The appeal of interactive dark rides
On the appeal of interactive dark rides like Knott’s Bear-y Tales, and how Triotech is continuing to innovate in this area, Yale says:
“More than 10 years ago, I remember being in front of an attraction which was not interactive, but it had buttons. Kids kept on pressing to see if something was going to happen and nothing did.
“I realised back then that, to have a complete experience, you need to bring the guests into the attraction and you need to make them feel like they have a say in what’s happening, whether it’s small or big.”
To have a complete experience, you need to bring the guests into the attraction and you need to make them feel like they have a say in what’s happening
“Now, we’re into much more intense gameplay mechanics, which all comes from video games. Things like choosing where the story is going, interacting with objects. Interactivity means that it’s playing. It’s fun, it’s competition. Video games are so advanced now, and there are so many gameplay mechanics that we’re working in R&D to implement into future attractions.”
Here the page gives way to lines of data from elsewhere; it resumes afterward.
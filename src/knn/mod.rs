use crate::error::NeighborError;
use crate::points::PointSet;
use std::cmp::Ordering;

pub mod brute;
pub mod kdtree;

/// Trait defining a k-nearest-neighbor index over a fixed point set.
/// This allows swapping between a brute-force scan and a kd-tree.
pub trait NearestNeighborIndex<const D: usize>: Send + Sync + Sized {
    /// Build the index over `points`. Indices reported by queries are positions in `points`.
    fn build(points: &PointSet<D>) -> Self;

    /// Number of indexed points.
    fn len(&self) -> usize;

    fn is_empty(&self) -> bool {
        self.len() == 0
    }

    /// The `k` indexed points closest to `point`, nearest first.
    ///
    /// Equal distances are ordered by ascending index. Fails with
    /// [`NeighborError::InsufficientPoints`] when `k` exceeds [`NearestNeighborIndex::len`].
    fn query(&self, point: &[f64; D], k: usize) -> Result<Vec<usize>, NeighborError>;
}

/// A candidate neighbor ordered by `(distance, index)`.
#[derive(Clone, Copy, Debug)]
pub(crate) struct Candidate {
    pub dist_sq: f64,
    pub index: usize,
}

impl PartialEq for Candidate {
    fn eq(&self, other: &Self) -> bool {
        self.cmp(other) == Ordering::Equal
    }
}

impl Eq for Candidate {}

impl PartialOrd for Candidate {
    fn partial_cmp(&self, other: &Self) -> Option<Ordering> {
        Some(self.cmp(other))
    }
}

impl Ord for Candidate {
    fn cmp(&self, other: &Self) -> Ordering {
        self.dist_sq
            .total_cmp(&other.dist_sq)
            .then(self.index.cmp(&other.index))
    }
}

pub(crate) fn check_k(k: usize, available: usize) -> Result<(), NeighborError> {
    if k > available {
        return Err(NeighborError::InsufficientPoints { requested: k, available });
    }
    Ok(())
}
People want immersive experiences
On the same topic, Van Genuchten says:
“The more we live a stationary life where we sit behind our desk and we talk to the screen, the more we want engaged experiences over passive forms of entertainment.
“People want an engaging experience. They want to be active and to physically interact with something. Interactive dark rides offer that opportunity. We offer you a journey through a physical environment and allow you to play with it.
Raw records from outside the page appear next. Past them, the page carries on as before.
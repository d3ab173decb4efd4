//! Scoped timing for the expensive build steps.

use std::time::Instant;

/// RAII timer that logs elapsed time on drop.
///
/// The clock is only read when the level is enabled, so an unconfigured logger
/// (as on `wasm32-unknown-unknown`, which has no `Instant`) costs nothing.
pub struct Timed {
    name: &'static str,
    start: Option<Instant>,
    level: log::Level,
}

impl Timed {
    /// Create a new timer that logs at DEBUG level.
    pub fn debug(name: &'static str) -> Self {
        let level = log::Level::Debug;
        let start = log::log_enabled!(level).then(|| {
            log::trace!("{}...", name);
            Instant::now()
        });
        Self { name, start, level }
    }
}

impl Drop for Timed {
    fn drop(&mut self) {
        if let Some(start) = self.start {
            log::log!(self.level, "{}: {:.3?}", self.name, start.elapsed());
        }
    }
}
“People don’t just want to be passive. And the Knott’s Bear-y Tales project allowed us to push our technology in that direction, blurring the lines between our media content and the physical theming to make it one complete expression, and then getting the guests to engage and play with it and feel that they are a part of the journey.”
Triotech looks ahead
“As with everyone in the industry, we were affected by COVID,” says Yale. “But we decided to keep our team working to invest in new products. We’ve developed two new products which we will be announcing later this year.
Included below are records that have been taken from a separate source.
use crate::bounds::SubdivisionRegion;
use crate::error::NeighborError;
use crate::subdivision::PlanarSubdivision;
use crate::timing::Timed;
use delaunator::{EMPTY, Point, next_halfedge, triangulate};

/// Relative distance below which two circumcenters are the same Voronoi vertex.
const COLLAPSE_EPS: f64 = 1e-9;

/// A Voronoi diagram read off its dual Delaunay triangulation.
///
/// Two seeds are neighbors iff they share a Delaunay edge whose dual Voronoi edge has
/// positive length; a diagonal between co-circular seeds does not count. Adjacency is
/// unbounded: cells that would only meet outside the working region still count. Diagram vertices
/// are the triangle circumcenters. Fully collinear input has no triangles; each seed is
/// then adjacent to its predecessor and successor along the line.
pub struct DelaunayDiagram {
    neighbors: Vec<Vec<usize>>,
    circumcenters: Vec<[f64; 2]>,
}

impl PlanarSubdivision for DelaunayDiagram {
    fn build(seeds: &[[f64; 2]], _region: &SubdivisionRegion) -> Result<Self, NeighborError> {
        let _t = Timed::debug("delaunay diagram build");

        let points: Vec<Point> = seeds.iter().map(|s| Point { x: s[0], y: s[1] }).collect();
        let triangulation = triangulate(&points);

        let mut neighbors: Vec<Vec<usize>> = vec![Vec::new(); seeds.len()];
        let circumcenters: Vec<[f64; 2]> = triangulation
            .triangles
            .chunks_exact(3)
            .map(|t| circumcenter(&seeds[t[0]], &seeds[t[1]], &seeds[t[2]]))
            .collect();

        if triangulation.triangles.is_empty() {
            // The hull of collinear input lists the seeds in order along the line.
            for pair in triangulation.hull.windows(2) {
                neighbors[pair[0]].push(pair[1]);
                neighbors[pair[1]].push(pair[0]);
            }
        } else {
            for (e, &a) in triangulation.triangles.iter().enumerate() {
                let twin = triangulation.halfedges[e];
                // Interior edges are seen from both sides; handle each once.
                if twin != EMPTY && twin < e {
                    continue;
                }
                let b = triangulation.triangles[next_halfedge(e)];
                if twin != EMPTY {
                    // Co-circular seeds: the dual Voronoi edge has collapsed to a point.
                    let (c0, c1) = (circumcenters[e / 3], circumcenters[twin / 3]);
                    let gap_sq = (c0[0] - c1[0]).powi(2) + (c0[1] - c1[1]).powi(2);
                    let scale_sq = (seeds[a][0] - seeds[b][0]).powi(2) + (seeds[a][1] - seeds[b][1]).powi(2);
                    if gap_sq <= COLLAPSE_EPS * COLLAPSE_EPS * scale_sq {
                        log::trace!("seeds {} and {} meet only at a vertex", a, b);
                        continue;
                    }
                }
                neighbors[a].push(b);
                neighbors[b].push(a);
            }
        }

        for (i, list) in neighbors.iter_mut().enumerate() {
            let s = seeds[i];
            list.sort_by(|&a, &b| {
                let angle_a = (seeds[a][1] - s[1]).atan2(seeds[a][0] - s[0]);
                let angle_b = (seeds[b][1] - s[1]).atan2(seeds[b][0] - s[0]);
                angle_a.total_cmp(&angle_b).then(a.cmp(&b))
            });
            list.dedup();
        }

        Ok(DelaunayDiagram { neighbors, circumcenters })
    }

    fn len(&self) -> usize {
        self.neighbors.len()
    }

    fn neighbor_ids(&self, seed: usize) -> impl Iterator<Item = usize> + '_ {
        self.neighbors.get(seed).into_iter().flatten().copied()
    }

    fn vertices(&self) -> impl Iterator<Item = [f64; 2]> + '_ {
        self.circumcenters.iter().copied()
    }
}

fn circumcenter(a: &[f64; 2], b: &[f64; 2], c: &[f64; 2]) -> [f64; 2] {
    let (bx, by) = (b[0] - a[0], b[1] - a[1]);
    let (cx, cy) = (c[0] - a[0], c[1] - a[1]);
    let b2 = bx * bx + by * by;
    let c2 = cx * cx + cy * cy;
    let d = 2.0 * (bx * cy - by * cx);
    [a[0] + (cy * b2 - by * c2) / d, a[1] + (bx * c2 - cx * b2) / d]
}

#[cfg(test)]
mod tests {
    use super::*;
    use crate::bounds::{BoundingBox, ExtentMode};

    fn build(seeds: &[[f64; 2]]) -> DelaunayDiagram {
        let bounds = BoundingBox::from_points(seeds.iter()).unwrap();
        DelaunayDiagram::build(seeds, &SubdivisionRegion::from_bounds(&bounds, ExtentMode::Absolute)).unwrap()
    }

    #[test]
    fn test_circumcenter() {
        let c = circumcenter(&[0.0, 0.0], &[2.0, 0.0], &[0.0, 2.0]);
        assert!((c[0] - 1.0).abs() < 1e-12);
        assert!((c[1] - 1.0).abs() < 1e-12);
    }

    #[test]
    fn test_center_of_square() {
        let seeds = [[25.0, 25.0], [75.0, 25.0], [50.0, 50.0], [25.0, 75.0], [75.0, 75.0]];
        let diagram = build(&seeds);
        // Counter-clockwise from the negative x axis
        assert_eq!(diagram.neighbor_ids(2).collect::<Vec<_>>(), vec![0, 1, 4, 3]);
        assert_eq!(diagram.vertices().count(), 4);
    }

    #[test]
    fn test_cocircular_diagonal_is_not_an_edge() {
        let square = [[0.0, 0.0], [1.0, 0.0], [0.0, 1.0], [1.0, 1.0]];
        let diagram = build(&square);
        for seed in 0..4 {
            assert_eq!(diagram.neighbor_ids(seed).count(), 2, "seed {}", seed);
        }
        let mut n1: Vec<usize> = diagram.neighbor_ids(1).collect();
        n1.sort();
        assert_eq!(n1, vec![0, 3]);
    }

    #[test]
    fn test_grid_center_has_four_neighbors() {
        let mut seeds = Vec::new();
        for y in 0..3 {
            for x in 0..3 {
                seeds.push([x as f64, y as f64]);
            }
        }
        let diagram = build(&seeds);
        let mut center: Vec<usize> = diagram.neighbor_ids(4).collect();
        center.sort();
        assert_eq!(center, vec![1, 3, 5, 7]);
        for corner in [0, 2, 6, 8] {
            assert_eq!(diagram.neighbor_ids(corner).count(), 2, "corner {}", corner);
        }
    }

    #[test]
    fn test_collinear_chain() {
        let seeds = [[2.0, 0.0], [0.0, 0.0], [3.0, 0.0], [1.0, 0.0]];
        let diagram = build(&seeds);
        let mut n0: Vec<usize> = diagram.neighbor_ids(0).collect();
        n0.sort();
        assert_eq!(n0, vec![2, 3]);
        assert_eq!(diagram.neighbor_ids(1).collect::<Vec<_>>(), vec![3]);
        assert_eq!(diagram.vertices().count(), 0);
    }
}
“I’m very positive for the outcome of our industry. We’re very positive about what’s going to happen in 2023 to 2023 – we’re booking projects right now for 2023 and even some for 2024.”
“The movement right now is that people are more open to trying new things. There’s going to be fewer big projects in the next 12 to 24 months because of the lack of cash flow. So, people are more open to things like dark rides or media attractions. And we’re glad that we’re able to prove that these attractions are compelling and do bring people to the park.”
A bright future for Knott’s Berry Farm
Knott’s Berry Farm opens to the public on 21 May, giving visitors a chance to experience Knott’s Bear-y Tales for the first time. Looking ahead to the future, Gahagan says:
“We’re always looking at our five-year plan, our 10-year plan, we’re always adjusting. Because of COVID and the economy hurting last year, we’ve taken a step back. But we have a lot of capital investments that we’re working on moving forward. Our seasons of fun, such as Knott’s Scary Farm, will also return this year.”
“We’re kicking off our 100th-anniversary celebrations on Friday. And I think our guests are going to be blown away.”